Política

Bandeiras dos EUA marcam atos da direita no Dia da Independência do Brasil

Mobilizações em Porto Alegre, São Paulo e Rio de Janeiro tiveram defesa de Bolsonaro, críticas à Justiça e apoio à anistia dos envolvidos no 8 de janeiro

PL pediu mobilização de apoiadores para reverter a inelegibilidade de Bolsonaro
PL pediu mobilização de apoiadores para reverter a inelegibilidade de Bolsonaro Foto : Ricardo Giusti

Bandeiras dos Estados Unidos dividiram espaço com as do Brasil no ato político promovido por partidos de direita neste 7 de Setembro, em diversas capitais do país. Em Porto Alegre, a mobilização reuniu apoiadores no entorno do Parque Moinhos de Vento, o Parcão, onde lideranças políticas falaram a um público que ocupou a avenida Goethe no início da tarde.

No domingo em que se celebra a Independência brasileira, os discursos foram marcados pelo apoio às sanções comerciais impostas pelos EUA ao Brasil, pela defesa da anistia aos crimes cometidos no 8 de janeiro de 2023 e por críticas ao Poder Judiciário nacional. Elogios e menções à família do ex-presidente Jair Bolsonaro também ocorreram durante todo o ato na capital gaúcha.

O deputado federal Giovani Cherini, presidente do PL do Rio Grande do Sul, sugeriu manipulação no resultado das eleições de 2022 e pediu mobilização dos militantes para reverter a inelegibilidade de Bolsonaro, condenado pelo Tribunal Superior Eleitoral (TSE) e impedido de disputar cargos até 2030.

“Ganhamos a eleição em 22 e não levamos” afirmou.

Chamando os presentes de “verdadeiros patriotas”, Cherini voltou a defender a anistia para Bolsonaro, alegando que o Supremo Tribunal Federal realiza um julgamento com “cartas marcadas”. O parlamentar também criticou ex-aliados que se afastaram do ex-presidente:
“Muitos traidores eleitos com os votos de Bolsonaro hoje viraram as costas”, disse.

No mesmo palanque, o deputado federal Bibo Nunes (PL) atacou o presidente Luiz Inácio Lula da Silva e questionou a legitimidade das instituições nacionais. “Vejam que momento nós estamos vivendo no Brasil, onde a Justiça é totalmente politizada, uma vergonha”, afirmou.

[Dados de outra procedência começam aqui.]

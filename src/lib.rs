#![warn(missing_docs)]
#![doc = include_str!("../README.md")]
#![cfg_attr(not(feature = "std"), no_std)]

extern crate alloc;

/// Cursor-based traversal shared by maps and sorted views.
pub mod cursor;

/// Error types reported by maps and sorted views.
pub mod error;

/// The `PrimitiveKey` trait and its implementations for built-in scalars.
pub mod key;

/// The `PrimitiveMap` capability contract.
pub mod map;

/// Hash builders suited to primitive keys.
pub mod mixer;

/// An open-addressing hash map over primitive keys.
///
/// This module provides `PrimitiveHashMap`, a linear-probing table with
/// backward-shift deletion and an index-based slot API.
pub mod primitive_map;

/// Read-only views iterating a map in comparator order.
pub mod sorted_view;

pub use cursor::Cursor;
pub use error::Error;
pub use key::PrimitiveKey;
pub use map::PrimitiveMap;
pub use mixer::DefaultHashBuilder;
pub use mixer::PhiHasher;
pub use mixer::PhiMixer;
pub use primitive_map::LongObjectHashMap;
pub use primitive_map::PrimitiveHashMap;
pub use sorted_view::IterationOrder;
pub use sorted_view::SortedIterationView;
impl<K, V, S> PrimitiveMap<K, V> for SortedIterationView<'_, K, V, S>
where
    K: PrimitiveKey,
    S: BuildHasher,
{
    fn len(&self) -> usize {
        SortedIterationView::len(self)
    }

    fn contains_key(&self, key: K) -> bool {
        SortedIterationView::contains_key(self, key)
    }

    fn get(&self, key: K) -> Option<&V> {
        SortedIterationView::get(self, key)
    }

    fn index_of(&self, key: K) -> Result<usize, usize> {
        SortedIterationView::index_of(self, key)
    }

    fn index_exists(&self, index: usize) -> bool {
        SortedIterationView::index_exists(self, index)
    }

    fn index_get(&self, index: usize) -> Option<&V> {
        SortedIterationView::index_get(self, index)
    }

    fn put(&mut self, _key: K, _value: V) -> Result<Option<V>, Error> {
        Err(Error::ReadOnly { operation: "put" })
    }

    fn put_all<I>(&mut self, _entries: I) -> Result<usize, Error>
    where
        I: IntoIterator<Item = (K, V)>,
    {
        Err(Error::ReadOnly {
            operation: "put_all",
        })
    }

    fn remove(&mut self, _key: K) -> Result<Option<V>, Error> {
        Err(Error::ReadOnly {
            operation: "remove",
        })
    }

    fn remove_all<F>(&mut self, _predicate: F) -> Result<usize, Error>
    where
        F: FnMut(K, &V) -> bool,
    {
        Err(Error::ReadOnly {
            operation: "remove_all",
        })
    }

    fn index_replace(&mut self, _index: usize, _value: V) -> Result<V, Error> {
        Err(Error::ReadOnly {
            operation: "index_replace",
        })
    }

    fn index_insert(&mut self, _index: usize, _key: K, _value: V) -> Result<(), Error> {
        Err(Error::ReadOnly {
            operation: "index_insert",
        })
    }

    fn index_remove(&mut self, _index: usize) -> Result<V, Error> {
        Err(Error::ReadOnly {
            operation: "index_remove",
        })
    }

    fn clear(&mut self) -> Result<(), Error> {
        Err(Error::ReadOnly { operation: "clear" })
    }

    fn release(&mut self) -> Result<(), Error> {
        Err(Error::ReadOnly {
            operation: "release",
        })
    }
}

/// An iterator over the entries of a [`SortedIterationView`], in sorted
/// order.
///
/// Slots that are out of range or vacant in the delegate are skipped, so the
/// iterator may yield fewer entries than its upper size bound.
///
/// This struct is created by [`SortedIterationView::cursors`].
pub struct SortedCursors<'b, K, V, S> {
    map: &'b PrimitiveHashMap<K, V, S>,
    slots: core::slice::Iter<'b, usize>,
}

impl<K, V, S> Clone for SortedCursors<'_, K, V, S> {
    fn clone(&self) -> Self {
        Self {
            map: self.map,
            slots: self.slots.clone(),
        }
    }
}

impl<'b, K, V, S> Iterator for SortedCursors<'b, K, V, S>
where
    K: PrimitiveKey,
{
    type Item = Cursor<'b, K, V>;

    fn next(&mut self) -> Option<Self::Item> {
        for &index in self.slots.by_ref() {
            if let Some((key, value)) = self.map.slot_entry(index) {
                return Some(Cursor { index, key, value });
            }
        }
        None
    }

    fn size_hint(&self) -> (usize, Option<usize>) {
        (0, Some(self.slots.len()))
    }
}

impl<K, V, S> DoubleEndedIterator for SortedCursors<'_, K, V, S>
where
    K: PrimitiveKey,
{
    fn next_back(&mut self) -> Option<Self::Item> {
        while let Some(&index) = self.slots.next_back() {
            if let Some((key, value)) = self.map.slot_entry(index) {
                return Some(Cursor { index, key, value });
            }
        }
        None
    }
}

impl<K: PrimitiveKey, V, S> FusedIterator for SortedCursors<'_, K, V, S> {}

#[cfg(test)]
mod tests {
    use alloc::collections::BTreeMap;
    use alloc::format;
    use alloc::string::String;
    use alloc::string::ToString;
    use alloc::vec;
    use alloc::vec::Vec;

    use rand::Rng;
    use rand::SeedableRng;
    use rand::rngs::SmallRng;

    use super::*;
    use crate::mixer::PhiMixer;

    type Map<V> = PrimitiveHashMap<i64, V, PhiMixer>;

    fn xyz() -> Map<&'static str> {
        let mut map = Map::with_hasher(PhiMixer::default());
        map.insert(5, "x");
        map.insert(1, "y");
        map.insert(3, "z");
        map
    }

    #[test]
    fn iterates_in_key_order() {
        let map = xyz();
        let view = SortedIterationView::new(&map, |a, b| a.cmp(&b));

        assert_eq!(view.keys().collect::<Vec<_>>(), vec![1, 3, 5]);
        assert_eq!(view.values().copied().collect::<Vec<_>>(), vec!["y", "z", "x"]);
        assert_eq!(view.len(), 3);
        assert_eq!(view.iteration_order().len(), 3);

        for cursor in view.cursors() {
            assert_eq!(map.index_of(cursor.key), Ok(cursor.index));
        }
    }

    #[test]
    fn zero_key_takes_its_place_in_the_order() {
        let mut map = Map::with_hasher(PhiMixer::default());
        for k in [7, 0, -2, 3] {
            map.insert(k, k * 10);
        }

        let ascending = SortedIterationView::new(&map, |a, b| a.cmp(&b));
        assert_eq!(ascending.keys().collect::<Vec<_>>(), vec![-2, 0, 3, 7]);

        let descending = SortedIterationView::new(&map, |a, b| b.cmp(&a));
        assert_eq!(descending.keys().collect::<Vec<_>>(), vec![7, 3, 0, -2]);
        assert_eq!(
            descending.cursors().rev().map(|c| c.key).collect::<Vec<_>>(),
            vec![-2, 0, 3, 7]
        );
    }

    #[test]
    fn entry_comparator_sees_values() {
        let mut map = Map::with_hasher(PhiMixer::default());
        map.insert(1, "pear".to_string());
        map.insert(2, "apple".to_string());
        map.insert(3, "fig".to_string());
        map.insert(4, "apple".to_string());

        let view = SortedIterationView::with_entry_comparator(&map, |ka, va, kb, vb| {
            va.cmp(vb).then(kb.cmp(&ka))
        });
        assert_eq!(view.keys().collect::<Vec<_>>(), vec![4, 2, 3, 1]);
    }

    #[test]
    fn writes_are_rejected() {
        let map = xyz();
        let snapshot = map.clone();
        let mut view = SortedIterationView::new(&map, |a, b| a.cmp(&b));

        let rejected = |result: Result<(), Error>, operation: &str| match result {
            Err(Error::ReadOnly { operation: op }) => assert_eq!(op, operation),
            other => panic!("expected read-only error, got {other:?}"),
        };

        rejected(view.put(9, "w").map(drop), "put");
        rejected(view.put(5, "w").map(drop), "put");
        rejected(view.put_all([(9, "w")]).map(drop), "put_all");
        rejected(view.remove(5).map(drop), "remove");
        rejected(view.remove_all(|_, _| true).map(drop), "remove_all");
        rejected(view.index_replace(0, "w").map(drop), "index_replace");
        rejected(view.index_insert(0, 9, "w"), "index_insert");
        rejected(view.index_remove(0).map(drop), "index_remove");
        rejected(PrimitiveMap::clear(&mut view), "clear");
        rejected(PrimitiveMap::release(&mut view), "release");

        assert_eq!(view.keys().collect::<Vec<_>>(), vec![1, 3, 5]);
        drop(view);
        assert_eq!(map, snapshot);
    }

    #[test]
    fn read_only_error_message() {
        let map = xyz();
        let mut view = SortedIterationView::new(&map, |a, b| a.cmp(&b));
        let err = view.remove(1).unwrap_err();
        assert!(err.to_string().starts_with("read-only view cannot be modified"));
    }

    #[test]
    fn reads_pass_through() {
        let map = xyz();
        let view = SortedIterationView::new(&map, |a, b| a.cmp(&b));

        assert_eq!(view.get(5), Some(&"x"));
        assert_eq!(view.get(6), None);
        assert_eq!(view.get_or_default(6, &"none"), &"none");
        assert!(view.contains_key(1));
        assert!(!view.contains_key(0));

        let slot = view.index_of(3).unwrap();
        assert!(view.index_exists(slot));
        assert_eq!(view.index_get(slot), Some(&"z"));
        assert_eq!(view.index_of(4), map.index_of(4));
        assert_eq!(
            view.visualize_key_distribution(8),
            map.visualize_key_distribution(8)
        );
        assert!(core::ptr::eq(view.delegate(), &map));
    }

    #[test]
    fn view_reflects_value_overwrites() {
        let mut map = xyz();
        let order = SortedIterationView::new(&map, |a, b| a.cmp(&b)).into_order();

        map.insert(3, "updated");
        *map.get_mut(5).unwrap() = "also";

        let view = order.attach(&map).unwrap();
        assert_eq!(
            view.values().copied().collect::<Vec<_>>(),
            vec!["y", "updated", "also"]
        );
    }

    #[test]
    fn attach_rejects_resized_map() {
        let mut map = xyz();
        let order = IterationOrder::by_key(&map, |a, b| a.cmp(&b));
        map.remove(1);

        assert_eq!(
            order.clone().attach(&map).unwrap_err(),
            Error::StaleView {
                expected: 3,
                actual: 2
            }
        );
    }

    #[cfg(any(debug_assertions, feature = "strict-views"))]
    #[test]
    #[should_panic(expected = "delegate map changed")]
    fn stale_traversal_is_asserted() {
        let mut map = xyz();
        let order = IterationOrder::by_key(&map, |a, b| a.cmp(&b));
        map.insert(11, "new");

        let view = order.attach_unchecked(&map);
        let _ = view.keys().count();
    }

    #[test]
    fn stale_slots_are_skipped() {
        let mut map = xyz();
        let vacant = map.index_of(42).unwrap_err();
        let occupied = map.index_of(3).unwrap();
        let slots = [vacant, occupied, usize::MAX, map.slot_count() + 7];
        map.insert(0, "zero");

        let cursors = SortedCursors {
            map: &map,
            slots: slots.iter(),
        };
        assert_eq!(cursors.size_hint(), (0, Some(4)));
        let seen: Vec<_> = cursors.map(|c| c.key).collect();
        assert_eq!(seen, vec![3]);
    }

    #[test]
    fn for_each_variants() {
        let map = xyz();
        let view = SortedIterationView::new(&map, |a, b| a.cmp(&b));

        let mut seen = String::new();
        view.for_each(|_, v| seen.push_str(v));
        assert_eq!(seen, "yzx");

        let mut visited = Vec::new();
        let completed = view.for_each_while(|k, _| {
            visited.push(k);
            k < 3
        });
        assert!(!completed);
        assert_eq!(visited, vec![1, 3]);
        assert!(view.for_each_while(|_, _| true));

        assert!(view.contains_value(&"z"));
        assert!(!view.contains_value(&"q"));
    }

    #[test]
    fn empty_view() {
        let map: Map<u8> = Map::with_hasher(PhiMixer::default());
        let view = SortedIterationView::new(&map, |a, b| a.cmp(&b));
        assert!(view.is_empty());
        assert_eq!(view.iter().next(), None);
        assert!(view.iteration_order().is_empty());
    }

    #[test]
    fn matches_btree_order_on_random_keys() {
        let mut rng = SmallRng::seed_from_u64(0xC0FFEE);
        let mut map = Map::with_hasher(PhiMixer::with_seed(rng.random()));
        let mut model = BTreeMap::new();
        for _ in 0..5_000 {
            let key = rng.random_range(-10_000i64..10_000);
            let value = rng.random::<u16>();
            map.insert(key, value);
            model.insert(key, value);
        }
        for _ in 0..1_000 {
            let key = rng.random_range(-10_000i64..10_000);
            assert_eq!(map.remove(key), model.remove(&key));
        }

        let view = SortedIterationView::new(&map, |a, b| a.cmp(&b));
        let entries: Vec<_> = view.iter().map(|(k, v)| (k, *v)).collect();
        let expected: Vec<_> = model.into_iter().collect();
        assert_eq!(entries, expected);
    }

    #[test]
    fn debug_lists_sorted_entries() {
        let map = xyz();
        let view = SortedIterationView::new(&map, |a, b| a.cmp(&b));
        assert_eq!(format!("{view:?}"), r#"{1: "y", 3: "z", 5: "x"}"#);
    }
}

Atos semelhantes ocorreram em outras capitais, com destaque para São Paulo e Rio de Janeiro. Na Avenida Paulista, militantes de direita estenderam uma bandeira norte-americana de grandes proporções, gesto que foi alvo de críticas da oposição, que classificou a cena como afronta à soberania nacional. No Rio, discursos também reforçaram a defesa de Bolsonaro e o ataque às instituições democráticas.